- Born: Quiana Smith Omaha, Nebraska, U.S.

= Q. Smith =

American stage actress

Quiana Smith (born 1978 or 1979) is an American stage actress best known for her involvement in the Broadway and touring productions of Mary Poppins, and originating the role of Hannah in Come from Away.

== Early life and education ==
Smith was born in Omaha, Nebraska to Llana and Rudy Smith. Although she began performing at a young age in her church's choir, she didn't become seriously interested in theater until late in high school, when two other African-American girls at Omaha North High School introduced her to show tunes. The first Broadway show she saw was Les Miserables, when it came on tour in Omaha. Smith was encouraged by her high school teachers to try singing opera, and she subsequently worked with the Omaha Symphony Orchestra.
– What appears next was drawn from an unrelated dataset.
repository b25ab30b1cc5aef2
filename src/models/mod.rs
pub mod config;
Smith taught drama to children the summer before her senior year of high school, where she got the nickname "Q", when the children were unable to pronounce her given name, Quiana.
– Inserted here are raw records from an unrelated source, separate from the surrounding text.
// ============================================================================
// Konnyaku - 配置命令
// ============================================================================
//
// 文件: src/cli/config.rs
// 职责: 查看、修改和清除已保存的设置
// 边界:
//   - ✅ 使用本地化标签显示设置
//   - ✅ 从命令行参数构建设置补丁
//   - ✅ 保存成功/失败提示
//   - ❌ 不应包含设置文件格式定义
//   - ❌ 不应包含校验规则
//
// ============================================================================

use anyhow::Result;
use clap::{Args, Subcommand};
use colored::Colorize;

use super::Context;
use crate::i18n::{detect, Localizer};
use crate::models::config::{Config, ConfigPatch};
use crate::translation::handler::validate_patch;
use crate::translation::languages::language_name;
use crate::utils::logger::Logger;
use crate::{t, tf};

#[derive(Debug, Args)]
pub struct ConfigArgs {
    #[command(subcommand)]
    pub action: ConfigAction,
}

#[derive(Debug, Subcommand)]
pub enum ConfigAction {
    /// Print the saved settings
    Show,
    /// Change one or more settings
    Set(SetArgs),
    /// Remove the settings file
    Clear,
}

#[derive(Debug, Args)]
pub struct SetArgs {
    /// Gemini API key ("" removes it)
    #[arg(long = "key")]
    pub api_key: Option<String>,

    /// Default target language code
    #[arg(long)]
    pub target: Option<String>,

    /// Languages offered in the picker, comma separated ("" shows all)
    #[arg(long, value_delimiter = ',')]
    pub preferred: Option<Vec<String>>,

    /// Interface language code ("" follows the system locale)
    #[arg(long)]
    pub ui_language: Option<String>,
}

impl SetArgs {
    fn into_patch(self) -> ConfigPatch {
        ConfigPatch {
            api_key: self.api_key,
            target_language: self.target,
            preferred_languages: self
                .preferred
                .map(|codes| codes.into_iter().map(|c| c.trim().to_string()).filter(|c| !c.is_empty()).collect()),
            ui_language: self.ui_language,
        }
    }
}

pub fn handle_config(args: ConfigArgs, ctx: &mut Context) -> Result<()> {
    match args.action {
        ConfigAction::Show => show(ctx),
        ConfigAction::Set(set_args) => set(set_args, ctx),
        ConfigAction::Clear => clear(ctx),
    }
}

fn show(ctx: &mut Context) -> Result<()> {
    let config = ctx.store()?.get()?;
    Logger::info(tf!(ctx.localizer, "cli.config.path", path = ctx.config_path().display()));

    for (label, value) in describe(&config, &mut ctx.localizer, &ctx.reported_locale) {
        println!("  {}: {}", label.bold(), value);
    }
    Ok(())
}

/// Localized (label, value) rows for `config`
fn describe(config: &Config, l: &mut Localizer, reported_locale: &str) -> Vec<(String, String)> {
    let api_key = if config.api_key.is_empty() {
        t!(l, "settings.notSet")
    } else {
        mask_api_key(&config.api_key)
    };

    let target = language_name(l, &config.target_language, true);

    let preferred = if config.preferred_languages.is_empty() {
        t!(l, "settings.preferredLanguages.all")
    } else {
        config
            .preferred_languages
            .iter()
            .map(|code| language_name(l, code, false))
            .collect::<Vec<_>>()
            .join(", ")
    };

    let ui_language = match &config.ui_language {
        Some(code) => code.clone(),
        None => {
            let detected = detect(reported_locale, None);
            tf!(l, "settings.uiLanguage.auto", locale = detected)
        }
    };

    vec![
        (t!(l, "settings.apiKey.label"), api_key),
        (t!(l, "settings.targetLanguage.label"), target),
        (t!(l, "settings.preferredLanguages.label"), preferred),
        (t!(l, "settings.uiLanguage.label"), ui_language),
    ]
}

/// Keep the "AIza" prefix and the last four characters
fn mask_api_key(api_key: &str) -> String {
    let chars: Vec<char> = api_key.chars().collect();
    if chars.len() <= 8 {
        return "*".repeat(chars.len());
    }
    let head: String = chars[..4].iter().collect();
    let tail: String = chars[chars.len() - 4..].iter().collect();
    format!("{}{}{}", head, "*".repeat(chars.len() - 8), tail)
}

fn set(args: SetArgs, ctx: &mut Context) -> Result<()> {
    let patch = args.into_patch();
    if patch.is_empty() {
        Logger::warn(t!(ctx.localizer, "cli.config.nothingToSave"));
        return Ok(());
    }

    if let Some(message) = validate_patch(&patch, &mut ctx.localizer) {
        anyhow::bail!(message);
    }

    let store = ctx.store()?;
    match store.set(&patch) {
        Ok(change) => {
            // the interface follows a changed language right away, unless -l pinned it
            if let (Some(ui_language), None) = (&change.ui_language, &ctx.runtime.ui_language) {
                ctx.localizer
                    .apply_ui_language(ui_language.as_deref(), &ctx.reported_locale);
            }
            Logger::success(t!(ctx.localizer, "settings.saveSuccess"));
            Ok(())
        }
        Err(e) => {
            Logger::error(t!(ctx.localizer, "settings.saveError"));
            Err(e)
        }
    }
}

fn clear(ctx: &mut Context) -> Result<()> {
    match ctx.store() {
        Ok(store) => {
            store.clear()?;
        }
        // unreadable file: remove it so the next run starts from defaults
        Err(_) if ctx.config_path().exists() => std::fs::remove_file(ctx.config_path())?,
        Err(_) => {}
    }
    Logger::success(t!(ctx.localizer, "cli.config.cleared"));
    Ok(())
}

#[cfg(test)]
mod tests {
    use super::*;
    use crate::i18n::LocaleCode;

    #[test]
    fn test_mask_api_key() {
        assert_eq!(mask_api_key("AIza0123456789abcd"), "AIza**********abcd");
        assert_eq!(mask_api_key("short"), "*****");
    }

    #[test]
    fn test_describe_defaults() {
        let mut l = Localizer::builtin(LocaleCode::En);
        let rows = describe(&Config::default(), &mut l, "ja-JP");
        assert_eq!(
            rows,
            vec![
                ("Gemini API Key".to_string(), "Not set".to_string()),
                (
                    "Current Target Language".to_string(),
                    "Traditional Chinese(繁體中文)".to_string()
                ),
                ("Preferred Languages".to_string(), "All languages".to_string()),
                ("Interface Language".to_string(), "Follow system (ja)".to_string()),
            ]
        );
    }

    #[test]
    fn test_set_args_into_patch() {
        let args = SetArgs {
            api_key: None,
            target: Some("ja".to_string()),
            preferred: Some(vec!["ja".to_string(), " ko ".to_string(), String::new()]),
            ui_language: None,
        };
        let patch = args.into_patch();
        assert_eq!(patch.target_language.as_deref(), Some("ja"));
        assert_eq!(patch.preferred_languages, Some(vec!["ja".to_string(), "ko".to_string()]));
    }
}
While auditioning for college theater programs, she studied drama at the University of Nebraska. In her sophomore year, she was able to transfer to Ithaca College. She graduated with a degree in musical theater from Ithaca College in 2000, one of the first two African-American women to graduate from the program.

== Career ==
After graduating from Ithaca College, Smith returned to Omaha and joined the Omaha Theatre Company for Young People. She later moved to New York City on a whim, staying with a friend while she auditioned. Her first show in the city was Smokey Joe’s Café.

Smith performed at events surrounding Barack Obama's inauguration ceremonies in 2009 and 2013, as a representative of the state of Nebraska.
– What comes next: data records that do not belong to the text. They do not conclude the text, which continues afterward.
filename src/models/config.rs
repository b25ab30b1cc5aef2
// ============================================================================
// Konnyaku - 设置数据模型与存储
// ============================================================================
//
// 文件: src/models/config.rs
// 职责: 持久化设置、默认值及变更通知
// 边界:
//   - ✅ 设置数据结构定义
//   - ✅ 设置序列化/反序列化
//   - ✅ 设置文件读写
//   - ✅ 向订阅者通知变更
//   - ✅ 运行时 (命令行 / 环境变量) 覆盖
//   - ❌ 不应包含翻译逻辑
//   - ❌ 不应包含命令行参数解析
//   - ❌ 不应包含输出格式化
//
// ============================================================================

use anyhow::Context;
use serde::{Deserialize, Serialize};
use std::path::{Path, PathBuf};
use std::sync::RwLock;
use tokio::sync::broadcast;

use crate::utils::constants::{API_KEY_ENV, APP_DIR_NAME, CONFIG_FILE_NAME};

/// Subscribers lagging further than this miss older change events.
const CHANGE_CHANNEL_CAPACITY: usize = 16;

/// Konnyaku settings, keyed like the extension's storage entries
#[derive(Debug, Clone, PartialEq, Eq, Serialize, Deserialize)]
#[serde(rename_all = "camelCase")]
pub struct Config {
    /// Gemini API key
    #[serde(default)]
    pub api_key: String,
    /// Language translations are produced in
    #[serde(default = "Config::default_target_language")]
    pub target_language: String,
    /// Languages offered in the language picker (empty: all)
    #[serde(default)]
    pub preferred_languages: Vec<String>,
    /// Interface language override (absent: follow the environment locale)
    #[serde(default, skip_serializing_if = "Option::is_none")]
    pub ui_language: Option<String>,
}

/// Partial update; only the provided fields are written.
#[derive(Debug, Clone, Default, PartialEq, Eq, Serialize, Deserialize)]
#[serde(rename_all = "camelCase")]
pub struct ConfigPatch {
    #[serde(default)]
    pub api_key: Option<String>,
    #[serde(default)]
    pub target_language: Option<String>,
    #[serde(default)]
    pub preferred_languages: Option<Vec<String>>,
    /// An empty string removes the override.
    #[serde(default)]
    pub ui_language: Option<String>,
}

impl ConfigPatch {
    pub fn is_empty(&self) -> bool {
        self.api_key.is_none()
            && self.target_language.is_none()
            && self.preferred_languages.is_none()
            && self.ui_language.is_none()
    }
}

/// Keys whose value actually changed, with their new values.
#[derive(Debug, Clone, Default, PartialEq, Eq)]
pub struct ConfigChange {
    pub api_key: Option<String>,
    pub target_language: Option<String>,
    pub preferred_languages: Option<Vec<String>>,
    /// `Some(None)` means the override was removed.
    pub ui_language: Option<Option<String>>,
}

impl ConfigChange {
    pub fn between(old: &Config, new: &Config) -> Self {
        Self {
            api_key: (old.api_key != new.api_key).then(|| new.api_key.clone()),
            target_language: (old.target_language != new.target_language)
                .then(|| new.target_language.clone()),
            preferred_languages: (old.preferred_languages != new.preferred_languages)
                .then(|| new.preferred_languages.clone()),
            ui_language: (old.ui_language != new.ui_language).then(|| new.ui_language.clone()),
        }
    }

    pub fn is_empty(&self) -> bool {
        self.api_key.is_none()
            && self.target_language.is_none()
            && self.preferred_languages.is_none()
            && self.ui_language.is_none()
    }
}

/// Overrides from the command line and environment (never persisted)
#[derive(Debug, Clone, Default)]
pub struct RuntimeArgs {
    /// `--api-key`; always wins over the saved key
    pub api_key: Option<String>,
    /// `GEMINI_API_KEY`; only used while no key is saved
    pub env_api_key: Option<String>,
    pub target_language: Option<String>,
    pub ui_language: Option<String>,
}

impl RuntimeArgs {
    /// Read the API key environment variable.
    pub fn with_env(mut self) -> Self {
        self.env_api_key = std::env::var(API_KEY_ENV).ok().filter(|key| !key.trim().is_empty());
        self
    }
}

/// Default values that don't depend on a loaded file
pub trait ConfigDefaults {
    fn default_target_language() -> String {
        crate::translation::languages::DEFAULT_TARGET_LANGUAGE.to_string()
    }

    /// `$XDG_CONFIG_HOME/konnyaku/konnyaku.toml` or the platform equivalent
    fn default_config_path() -> PathBuf {
        dirs::config_dir()
            .map(|dir| dir.join(APP_DIR_NAME))
            .unwrap_or_else(|| PathBuf::from("."))
            .join(CONFIG_FILE_NAME)
    }
}

impl ConfigDefaults for Config {}

impl Default for Config {
    fn default() -> Self {
        Self {
            api_key: String::new(),
            target_language: Self::default_target_language(),
            preferred_languages: Vec::new(),
            ui_language: None,
        }
    }
}

impl Config {
    /// Load settings from `path`; a missing file yields the defaults
    pub fn load_from(path: &Path) -> anyhow::Result<Self> {
        if !path.exists() {
            return Ok(Self::default());
        }
        let content = std::fs::read_to_string(path)
            .with_context(|| format!("failed to read {}", path.display()))?;
        let config = toml::from_str(&content)
            .with_context(|| format!("failed to parse {}", path.display()))?;
        Ok(config)
    }

    /// Save settings to `path`, creating parent directories
    pub fn save_to(&self, path: &Path) -> anyhow::Result<()> {
        if let Some(parent) = path.parent().filter(|p| !p.as_os_str().is_empty()) {
            std::fs::create_dir_all(parent)
                .with_context(|| format!("failed to create {}", parent.display()))?;
        }
        let content = toml::to_string_pretty(self)?;
        std::fs::write(path, content).with_context(|| format!("failed to write {}", path.display()))?;
        Ok(())
    }

    /// Apply a partial update in place
    pub fn apply(&mut self, patch: &ConfigPatch) {
        if let Some(api_key) = &patch.api_key {
            self.api_key = api_key.trim().to_string();
        }
        if let Some(target_language) = &patch.target_language {
            self.target_language = target_language.clone();
        }
        if let Some(preferred_languages) = &patch.preferred_languages {
            self.preferred_languages = preferred_languages.clone();
        }
        if let Some(ui_language) = &patch.ui_language {
            self.ui_language = Some(ui_language.clone()).filter(|code| !code.is_empty());
        }
    }

    /// Settings with runtime overrides applied on top
    pub fn merge_runtime_args(mut self, args: &RuntimeArgs) -> Self {
        if let Some(api_key) = &args.api_key {
            self.api_key = api_key.clone();
        } else if let Some(api_key) = args.env_api_key.as_ref().filter(|_| self.api_key.is_empty()) {
            self.api_key = api_key.clone();
        }
        if let Some(target_language) = &args.target_language {
            self.target_language = target_language.clone();
        }
        if let Some(ui_language) = &args.ui_language {
            self.ui_language = Some(ui_language.clone());
        }
        self
    }
}

/// File-backed settings store with change subscriptions
#[derive(Debug)]
pub struct ConfigStore {
    path: PathBuf,
    current: RwLock<Config>,
    changes: broadcast::Sender<ConfigChange>,
}

impl ConfigStore {
    /// Open the store at `path`, loading what is already saved there
    pub fn open(path: impl Into<PathBuf>) -> anyhow::Result<Self> {
        let path = path.into();
        let config = Config::load_from(&path)?;
        tracing::debug!(path = %path.display(), "settings loaded");
        let (changes, _) = broadcast::channel(CHANGE_CHANNEL_CAPACITY);
        Ok(Self {
            path,
            current: RwLock::new(config),
            changes,
        })
    }

    pub fn path(&self) -> &Path {
        &self.path
    }

    /// Current settings
    pub fn get(&self) -> anyhow::Result<Config> {
        let config = self
            .current
            .read()
            .map_err(|_| anyhow::anyhow!("Failed to acquire settings read lock"))?;
        Ok(config.clone())
    }

    /// Saved interface language override, if any
    pub fn ui_language(&self) -> anyhow::Result<Option<String>> {
        Ok(self.get()?.ui_language)
    }

    /// Write the provided fields and notify subscribers of what changed
    pub fn set(&self, patch: &ConfigPatch) -> anyhow::Result<ConfigChange> {
        let mut config = self
            .current
            .write()
            .map_err(|_| anyhow::anyhow!("Failed to acquire settings write lock"))?;

        let mut updated = config.clone();
        updated.apply(patch);
        updated.save_to(&self.path)?;

        let change = ConfigChange::between(&config, &updated);
        *config = updated;
        drop(config);

        self.publish(&change);
        Ok(change)
    }

    /// Remove the settings file and reset to defaults
    pub fn clear(&self) -> anyhow::Result<ConfigChange> {
        let mut config = self
            .current
            .write()
            .map_err(|_| anyhow::anyhow!("Failed to acquire settings write lock"))?;

        if self.path.exists() {
            std::fs::remove_file(&self.path)
                .with_context(|| format!("failed to remove {}", self.path.display()))?;
        }

        let defaults = Config::default();
        let change = ConfigChange::between(&config, &defaults);
        *config = defaults;
        drop(config);

        self.publish(&change);
        Ok(change)
    }

    /// Receive every future change; dropping the receiver unsubscribes
    pub fn subscribe(&self) -> broadcast::Receiver<ConfigChange> {
        self.changes.subscribe()
    }

    fn publish(&self, change: &ConfigChange) {
        if change.is_empty() {
            return;
        }
        tracing::debug!(?change, "settings changed");
        // no subscribers is fine
        let _ = self.changes.send(change.clone());
    }
}

#[cfg(test)]
mod tests {
    use super::*;
    use tempfile::TempDir;

    fn store_in(dir: &TempDir) -> ConfigStore {
        ConfigStore::open(dir.path().join("nested").join("konnyaku.toml")).unwrap()
    }

    #[test]
    fn test_missing_file_gives_defaults() {
        let dir = TempDir::new().unwrap();
        let store = store_in(&dir);
        let config = store.get().unwrap();
        assert_eq!(config, Config::default());
        assert_eq!(config.target_language, "zh-TW");
        assert!(config.ui_language.is_none());
    }

    #[test]
    fn test_set_persists_only_given_fields() {
        let dir = TempDir::new().unwrap();
        let store = store_in(&dir);
        store
            .set(&ConfigPatch {
                api_key: Some("  key-123 ".to_string()),
                ..Default::default()
            })
            .unwrap();
        store
            .set(&ConfigPatch {
                target_language: Some("ja".to_string()),
                ..Default::default()
            })
            .unwrap();

        let reopened = ConfigStore::open(store.path()).unwrap().get().unwrap();
        assert_eq!(reopened.api_key, "key-123");
        assert_eq!(reopened.target_language, "ja");
        assert!(reopened.preferred_languages.is_empty());
    }

    #[test]
    fn test_file_uses_storage_key_names() {
        let dir = TempDir::new().unwrap();
        let store = store_in(&dir);
        store
            .set(&ConfigPatch {
                preferred_languages: Some(vec!["ja".to_string(), "ko".to_string()]),
                ui_language: Some("ko".to_string()),
                ..Default::default()
            })
            .unwrap();

        let content = std::fs::read_to_string(store.path()).unwrap();
        assert!(content.contains("preferredLanguages"));
        assert!(content.contains("uiLanguage = \"ko\""));
        assert!(content.contains("targetLanguage"));
    }

    #[test]
    fn test_subscribers_see_changes() {
        let dir = TempDir::new().unwrap();
        let store = store_in(&dir);
        let mut rx = store.subscribe();

        let change = store
            .set(&ConfigPatch {
                ui_language: Some("ja".to_string()),
                ..Default::default()
            })
            .unwrap();
        assert_eq!(change.ui_language, Some(Some("ja".to_string())));
        assert_eq!(rx.try_recv().unwrap(), change);

        // same value again: nothing changed, nothing published
        let change = store
            .set(&ConfigPatch {
                ui_language: Some("ja".to_string()),
                ..Default::default()
            })
            .unwrap();
        assert!(change.is_empty());
        assert!(rx.try_recv().is_err());
    }

    #[test]
    fn test_empty_ui_language_removes_override() {
        let dir = TempDir::new().unwrap();
        let store = store_in(&dir);
        store
            .set(&ConfigPatch {
                ui_language: Some("ja".to_string()),
                ..Default::default()
            })
            .unwrap();
        let change = store
            .set(&ConfigPatch {
                ui_language: Some(String::new()),
                ..Default::default()
            })
            .unwrap();
        assert_eq!(change.ui_language, Some(None));
        assert_eq!(store.ui_language().unwrap(), None);
    }

    #[test]
    fn test_clear_resets_and_removes_file() {
        let dir = TempDir::new().unwrap();
        let store = store_in(&dir);
        store
            .set(&ConfigPatch {
                api_key: Some("abc".to_string()),
                ..Default::default()
            })
            .unwrap();
        assert!(store.path().exists());

        let change = store.clear().unwrap();
        assert_eq!(change.api_key, Some(String::new()));
        assert!(!store.path().exists());
        assert_eq!(store.get().unwrap(), Config::default());
    }

    #[test]
    fn test_malformed_file_is_an_error() {
        let dir = TempDir::new().unwrap();
        let path = dir.path().join("konnyaku.toml");
        std::fs::write(&path, "apiKey = [not toml").unwrap();
        assert!(ConfigStore::open(&path).is_err());
    }

    #[test]
    fn test_merge_runtime_args() {
        let config = Config {
            target_language: "ja".to_string(),
            ..Default::default()
        };
        let merged = config.merge_runtime_args(&RuntimeArgs {
            target_language: Some("fr".to_string()),
            ..Default::default()
        });
        assert_eq!(merged.target_language, "fr");
        assert!(merged.api_key.is_empty());
    }

    #[test]
    fn test_command_line_key_wins_over_saved_key() {
        let config = Config {
            api_key: "saved-key".to_string(),
            ..Default::default()
        };
        let merged = config.merge_runtime_args(&RuntimeArgs {
            api_key: Some("cli-key".to_string()),
            env_api_key: Some("env-key".to_string()),
            ..Default::default()
        });
        assert_eq!(merged.api_key, "cli-key");
    }

    #[test]
    fn test_environment_key_only_fills_missing_key() {
        let env = RuntimeArgs {
            env_api_key: Some("env-key".to_string()),
            ..Default::default()
        };

        let saved = Config {
            api_key: "saved-key".to_string(),
            ..Default::default()
        };
        assert_eq!(saved.merge_runtime_args(&env).api_key, "saved-key");

        let unsaved = Config::default();
        assert_eq!(unsaved.merge_runtime_args(&env).api_key, "env-key");
    }
}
In 2009, Smith joined the North American Tour of Mary Poppins, later becoming the first featured African-American actress in any of the musical's productions, in the role of Miss Andrew.

In 2015, Smith originated the role of Lana (later renamed Hannah) in the premiere of Come From Away at the La Jolla Playhouse. Smith, who had been living in Queens in September 2001 and was in the city on 9/11, was initially hesitant to take the role, but later changed her mind. She remained with the show, performing in its Broadway premiere in February 2017.

In 2016, Smith recorded and performed the season theme song for Transcendence Theatre Company, entitled "Live." The song was written by Rick McKee for Transcendence Theatre Company's 2016 season.

Smith has also been involved in teaching drama workshops, and in programs that use drama as a form of therapy. In addition to acting, Smith has been working on a book for over a decade; titled Queens of the Theatre, the book is based on women of color who have worked in theater, television, and film.

=== Roles ===

| Year | Show | Role | Notes | Ref |
|  | Smokey Joe’s Café |  |  |  |
| 2003 | Fame | Mabel Washington | Off-Broadway |  |
| 2004 | Aida | Nehebka | Regional |  |
| 2005 | Abyssinia | Corine |  |
| 2006 | Les Miserables | Swing | Broadway |  |
| 2009-2011 | Mary Poppins | Ensemble, Miss Andrew, Miss Smythe, Queen Victoria | North American Tour |  |
| 2012 | Miss Andrew, Miss Smythe, Queen Victoria | Broadway |  |
| 2013 | Mrs. Corry, Miss Andrew | Regional |  |
| 2015 | Come From Away | Lana |  |
| 2016 | A Night with Janis Joplin | Joplinaire, Blues Woman, Aretha Franklin, Nina Simone |  |
| 2017-2019 | Come From Away | Hannah | Broadway |  |
2021-2022

== Nominations and awards ==

| Year | Award | Show | Role | Category | Result | Ref |
| 2015 | Gypsy Rose Lee Awards | Come from Away | Lana | Excellence in Performance of a Musical as a Supporting Actor (Female) - any non-lead | Nominated |  |
| 2017 | Helen Hayes Awards | Hannah | Outstanding Supporting Actress in a Musical-Hayes | Nominated |  |

== Personal life ==
Smith married fellow actor Lawrence Stallings in 2018. The couple have one son.